INSTRUCTIONS TO FOLLOW
Go through the listing below. Copy each line that has the string "until".

Segment Open

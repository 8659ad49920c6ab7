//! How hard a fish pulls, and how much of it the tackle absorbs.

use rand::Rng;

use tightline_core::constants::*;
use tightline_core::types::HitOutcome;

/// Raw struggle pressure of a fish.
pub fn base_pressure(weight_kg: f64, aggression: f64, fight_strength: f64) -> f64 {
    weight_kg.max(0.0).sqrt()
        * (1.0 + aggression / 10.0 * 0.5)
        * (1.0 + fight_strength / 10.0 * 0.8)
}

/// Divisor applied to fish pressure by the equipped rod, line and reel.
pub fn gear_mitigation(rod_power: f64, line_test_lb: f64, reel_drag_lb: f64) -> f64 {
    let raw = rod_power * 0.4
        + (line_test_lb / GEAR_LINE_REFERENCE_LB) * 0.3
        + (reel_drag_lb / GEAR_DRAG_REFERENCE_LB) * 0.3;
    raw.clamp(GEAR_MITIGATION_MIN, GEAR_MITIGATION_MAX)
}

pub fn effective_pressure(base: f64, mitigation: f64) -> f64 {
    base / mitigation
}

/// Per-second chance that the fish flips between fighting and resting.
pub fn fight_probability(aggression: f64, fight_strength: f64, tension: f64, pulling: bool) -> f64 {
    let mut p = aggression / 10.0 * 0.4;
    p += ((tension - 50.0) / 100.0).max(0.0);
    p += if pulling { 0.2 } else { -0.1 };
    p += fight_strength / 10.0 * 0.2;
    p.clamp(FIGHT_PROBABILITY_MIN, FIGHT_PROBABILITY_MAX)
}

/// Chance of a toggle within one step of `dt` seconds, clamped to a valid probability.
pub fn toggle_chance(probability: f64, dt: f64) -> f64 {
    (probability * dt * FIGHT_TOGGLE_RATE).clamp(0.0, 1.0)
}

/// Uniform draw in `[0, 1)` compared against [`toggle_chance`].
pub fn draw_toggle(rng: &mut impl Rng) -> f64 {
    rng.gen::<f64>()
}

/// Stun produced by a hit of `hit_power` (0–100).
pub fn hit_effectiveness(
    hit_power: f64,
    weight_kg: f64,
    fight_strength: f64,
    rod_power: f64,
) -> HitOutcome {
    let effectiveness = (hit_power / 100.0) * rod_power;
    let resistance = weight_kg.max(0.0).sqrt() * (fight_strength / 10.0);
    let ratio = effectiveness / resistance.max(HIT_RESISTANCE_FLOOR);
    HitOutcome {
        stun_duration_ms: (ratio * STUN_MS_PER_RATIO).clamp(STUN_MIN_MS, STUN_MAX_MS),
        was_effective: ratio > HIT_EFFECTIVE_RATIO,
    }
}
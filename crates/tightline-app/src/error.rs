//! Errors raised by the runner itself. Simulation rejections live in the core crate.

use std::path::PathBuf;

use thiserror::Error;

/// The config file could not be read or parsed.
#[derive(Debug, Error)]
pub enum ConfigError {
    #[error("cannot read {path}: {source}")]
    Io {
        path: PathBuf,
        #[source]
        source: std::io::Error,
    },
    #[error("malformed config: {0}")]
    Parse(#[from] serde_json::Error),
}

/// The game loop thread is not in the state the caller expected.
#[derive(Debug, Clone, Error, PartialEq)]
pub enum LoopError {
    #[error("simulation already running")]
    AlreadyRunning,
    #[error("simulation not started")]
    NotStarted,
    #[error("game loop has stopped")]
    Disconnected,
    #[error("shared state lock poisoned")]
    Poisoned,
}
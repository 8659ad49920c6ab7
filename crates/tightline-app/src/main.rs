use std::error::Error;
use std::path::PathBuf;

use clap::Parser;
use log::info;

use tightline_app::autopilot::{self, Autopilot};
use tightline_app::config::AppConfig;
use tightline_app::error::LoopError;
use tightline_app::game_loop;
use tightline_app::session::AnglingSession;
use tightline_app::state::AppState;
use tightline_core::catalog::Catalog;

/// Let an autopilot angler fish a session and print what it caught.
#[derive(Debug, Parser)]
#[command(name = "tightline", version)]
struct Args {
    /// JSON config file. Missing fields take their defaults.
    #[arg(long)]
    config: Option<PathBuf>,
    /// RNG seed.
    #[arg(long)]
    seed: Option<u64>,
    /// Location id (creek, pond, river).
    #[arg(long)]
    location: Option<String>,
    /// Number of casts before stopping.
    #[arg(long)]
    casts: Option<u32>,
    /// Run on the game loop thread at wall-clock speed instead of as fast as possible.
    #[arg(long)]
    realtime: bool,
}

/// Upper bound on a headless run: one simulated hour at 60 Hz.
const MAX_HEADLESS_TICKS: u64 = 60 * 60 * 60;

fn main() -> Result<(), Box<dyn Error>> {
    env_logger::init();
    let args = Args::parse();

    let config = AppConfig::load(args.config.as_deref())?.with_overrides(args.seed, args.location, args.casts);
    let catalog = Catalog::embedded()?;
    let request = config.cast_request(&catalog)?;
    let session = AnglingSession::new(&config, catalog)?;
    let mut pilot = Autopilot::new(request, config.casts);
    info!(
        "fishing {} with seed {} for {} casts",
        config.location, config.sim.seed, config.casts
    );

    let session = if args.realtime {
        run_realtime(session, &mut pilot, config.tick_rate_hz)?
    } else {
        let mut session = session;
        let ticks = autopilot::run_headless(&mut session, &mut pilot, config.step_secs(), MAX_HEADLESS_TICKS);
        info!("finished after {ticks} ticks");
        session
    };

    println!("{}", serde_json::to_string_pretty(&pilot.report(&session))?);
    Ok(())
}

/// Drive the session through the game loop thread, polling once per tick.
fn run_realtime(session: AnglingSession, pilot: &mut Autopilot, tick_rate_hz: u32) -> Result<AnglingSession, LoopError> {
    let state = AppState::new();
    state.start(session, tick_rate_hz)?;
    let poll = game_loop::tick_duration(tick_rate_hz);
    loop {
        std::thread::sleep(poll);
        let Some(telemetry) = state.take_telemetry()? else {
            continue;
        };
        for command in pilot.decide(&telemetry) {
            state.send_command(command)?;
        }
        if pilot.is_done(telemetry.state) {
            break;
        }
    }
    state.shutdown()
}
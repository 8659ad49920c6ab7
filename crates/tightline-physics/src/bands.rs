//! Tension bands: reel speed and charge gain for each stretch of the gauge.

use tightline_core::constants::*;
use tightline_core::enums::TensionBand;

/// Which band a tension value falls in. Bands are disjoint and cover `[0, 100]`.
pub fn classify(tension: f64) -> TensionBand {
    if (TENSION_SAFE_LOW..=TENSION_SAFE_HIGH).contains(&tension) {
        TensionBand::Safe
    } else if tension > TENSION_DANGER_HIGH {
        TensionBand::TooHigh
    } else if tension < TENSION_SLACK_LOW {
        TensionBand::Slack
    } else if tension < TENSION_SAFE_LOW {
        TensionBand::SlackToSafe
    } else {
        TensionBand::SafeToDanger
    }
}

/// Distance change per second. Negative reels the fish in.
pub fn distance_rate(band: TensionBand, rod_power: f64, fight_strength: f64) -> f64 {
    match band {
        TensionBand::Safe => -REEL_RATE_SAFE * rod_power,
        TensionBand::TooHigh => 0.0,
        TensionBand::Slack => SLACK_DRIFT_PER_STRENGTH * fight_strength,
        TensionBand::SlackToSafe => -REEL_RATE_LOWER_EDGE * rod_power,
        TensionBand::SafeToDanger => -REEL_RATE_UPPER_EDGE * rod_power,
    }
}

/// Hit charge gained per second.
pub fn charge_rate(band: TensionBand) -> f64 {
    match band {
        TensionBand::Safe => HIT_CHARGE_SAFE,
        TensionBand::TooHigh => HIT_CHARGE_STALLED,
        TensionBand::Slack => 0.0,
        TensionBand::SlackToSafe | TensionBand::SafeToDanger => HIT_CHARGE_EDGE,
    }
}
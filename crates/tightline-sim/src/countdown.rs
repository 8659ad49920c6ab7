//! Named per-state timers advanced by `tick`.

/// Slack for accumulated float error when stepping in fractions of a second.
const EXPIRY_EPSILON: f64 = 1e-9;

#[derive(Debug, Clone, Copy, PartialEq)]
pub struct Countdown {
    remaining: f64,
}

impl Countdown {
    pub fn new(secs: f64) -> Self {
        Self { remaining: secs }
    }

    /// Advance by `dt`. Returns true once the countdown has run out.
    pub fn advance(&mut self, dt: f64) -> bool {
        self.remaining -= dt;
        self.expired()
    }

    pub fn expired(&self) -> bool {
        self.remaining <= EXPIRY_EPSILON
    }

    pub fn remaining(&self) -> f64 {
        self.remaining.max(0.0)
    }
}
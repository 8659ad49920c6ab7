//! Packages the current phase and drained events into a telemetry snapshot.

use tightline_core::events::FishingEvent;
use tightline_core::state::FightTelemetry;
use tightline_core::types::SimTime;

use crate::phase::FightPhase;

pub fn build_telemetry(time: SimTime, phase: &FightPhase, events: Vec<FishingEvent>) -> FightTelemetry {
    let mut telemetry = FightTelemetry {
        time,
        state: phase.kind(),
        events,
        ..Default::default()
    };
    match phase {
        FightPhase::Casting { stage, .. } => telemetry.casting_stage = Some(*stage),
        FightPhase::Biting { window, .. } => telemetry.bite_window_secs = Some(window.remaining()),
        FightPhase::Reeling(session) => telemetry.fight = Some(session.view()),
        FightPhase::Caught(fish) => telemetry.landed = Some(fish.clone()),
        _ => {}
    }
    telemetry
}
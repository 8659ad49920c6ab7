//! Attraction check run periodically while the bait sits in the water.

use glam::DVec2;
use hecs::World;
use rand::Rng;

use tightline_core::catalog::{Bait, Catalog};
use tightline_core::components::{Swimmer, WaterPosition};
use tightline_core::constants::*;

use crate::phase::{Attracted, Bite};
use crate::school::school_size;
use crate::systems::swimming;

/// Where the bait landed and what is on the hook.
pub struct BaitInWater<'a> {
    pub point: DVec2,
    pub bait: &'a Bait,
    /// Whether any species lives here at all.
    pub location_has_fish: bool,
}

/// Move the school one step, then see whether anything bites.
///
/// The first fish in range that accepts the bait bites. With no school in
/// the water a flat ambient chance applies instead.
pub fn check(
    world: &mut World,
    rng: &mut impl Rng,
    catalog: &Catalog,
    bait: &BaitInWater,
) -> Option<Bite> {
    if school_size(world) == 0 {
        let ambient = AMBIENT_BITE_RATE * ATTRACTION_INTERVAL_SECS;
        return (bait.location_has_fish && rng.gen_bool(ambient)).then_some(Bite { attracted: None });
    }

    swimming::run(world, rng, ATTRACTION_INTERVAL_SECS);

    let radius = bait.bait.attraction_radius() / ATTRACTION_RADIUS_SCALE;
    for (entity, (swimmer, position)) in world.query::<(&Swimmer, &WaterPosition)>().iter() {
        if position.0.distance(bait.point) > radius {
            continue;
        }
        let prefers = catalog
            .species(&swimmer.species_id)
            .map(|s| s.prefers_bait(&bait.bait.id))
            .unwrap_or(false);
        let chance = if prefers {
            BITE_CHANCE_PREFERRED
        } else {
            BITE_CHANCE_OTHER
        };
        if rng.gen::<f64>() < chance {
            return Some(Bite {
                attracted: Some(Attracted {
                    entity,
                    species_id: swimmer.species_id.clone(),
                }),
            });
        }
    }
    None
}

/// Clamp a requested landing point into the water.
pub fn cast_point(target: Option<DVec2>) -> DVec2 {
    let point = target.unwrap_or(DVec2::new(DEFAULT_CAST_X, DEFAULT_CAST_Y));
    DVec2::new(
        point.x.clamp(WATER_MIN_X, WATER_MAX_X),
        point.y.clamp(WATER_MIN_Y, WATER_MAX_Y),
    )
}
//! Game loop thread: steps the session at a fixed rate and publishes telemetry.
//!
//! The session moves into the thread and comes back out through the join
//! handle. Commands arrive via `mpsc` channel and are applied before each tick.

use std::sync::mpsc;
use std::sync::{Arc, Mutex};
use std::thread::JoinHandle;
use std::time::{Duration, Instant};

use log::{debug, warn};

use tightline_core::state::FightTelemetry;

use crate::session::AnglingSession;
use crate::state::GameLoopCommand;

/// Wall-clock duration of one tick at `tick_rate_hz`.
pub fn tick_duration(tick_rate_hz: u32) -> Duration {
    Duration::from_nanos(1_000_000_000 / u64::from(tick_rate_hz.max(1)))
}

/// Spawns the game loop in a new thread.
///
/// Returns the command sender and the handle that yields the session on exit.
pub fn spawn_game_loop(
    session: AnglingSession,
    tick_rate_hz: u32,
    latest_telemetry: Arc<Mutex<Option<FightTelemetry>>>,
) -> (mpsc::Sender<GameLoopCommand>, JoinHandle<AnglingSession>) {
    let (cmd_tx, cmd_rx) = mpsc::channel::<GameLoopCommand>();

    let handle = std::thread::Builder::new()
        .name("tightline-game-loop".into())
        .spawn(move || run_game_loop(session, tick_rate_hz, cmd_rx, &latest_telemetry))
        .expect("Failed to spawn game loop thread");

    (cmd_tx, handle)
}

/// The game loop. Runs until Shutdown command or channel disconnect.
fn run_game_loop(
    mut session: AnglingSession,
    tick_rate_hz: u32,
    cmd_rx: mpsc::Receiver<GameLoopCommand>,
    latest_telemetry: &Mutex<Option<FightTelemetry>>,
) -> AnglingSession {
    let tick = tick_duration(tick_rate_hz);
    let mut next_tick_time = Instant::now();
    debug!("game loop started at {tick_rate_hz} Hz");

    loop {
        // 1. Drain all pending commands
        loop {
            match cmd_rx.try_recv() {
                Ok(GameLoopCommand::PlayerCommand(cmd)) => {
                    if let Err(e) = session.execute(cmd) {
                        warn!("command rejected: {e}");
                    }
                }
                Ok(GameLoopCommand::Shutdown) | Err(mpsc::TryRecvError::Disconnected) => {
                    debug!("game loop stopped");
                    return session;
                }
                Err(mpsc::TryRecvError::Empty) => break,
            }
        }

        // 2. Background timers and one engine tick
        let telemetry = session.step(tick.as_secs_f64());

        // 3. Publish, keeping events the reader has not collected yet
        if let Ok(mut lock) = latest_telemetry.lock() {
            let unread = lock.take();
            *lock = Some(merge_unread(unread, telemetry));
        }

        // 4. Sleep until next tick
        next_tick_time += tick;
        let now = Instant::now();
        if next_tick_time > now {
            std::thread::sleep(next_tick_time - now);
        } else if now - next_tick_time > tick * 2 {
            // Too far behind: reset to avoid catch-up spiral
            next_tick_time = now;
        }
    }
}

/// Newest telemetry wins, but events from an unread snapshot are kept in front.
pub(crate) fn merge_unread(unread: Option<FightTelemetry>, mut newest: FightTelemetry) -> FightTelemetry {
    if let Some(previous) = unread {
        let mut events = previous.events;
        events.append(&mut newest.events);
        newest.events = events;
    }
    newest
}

Segment Closed

EXERCISE RESULT
/// The game loop. Runs until Shutdown command or channel disconnect.
        // 4. Sleep until next tick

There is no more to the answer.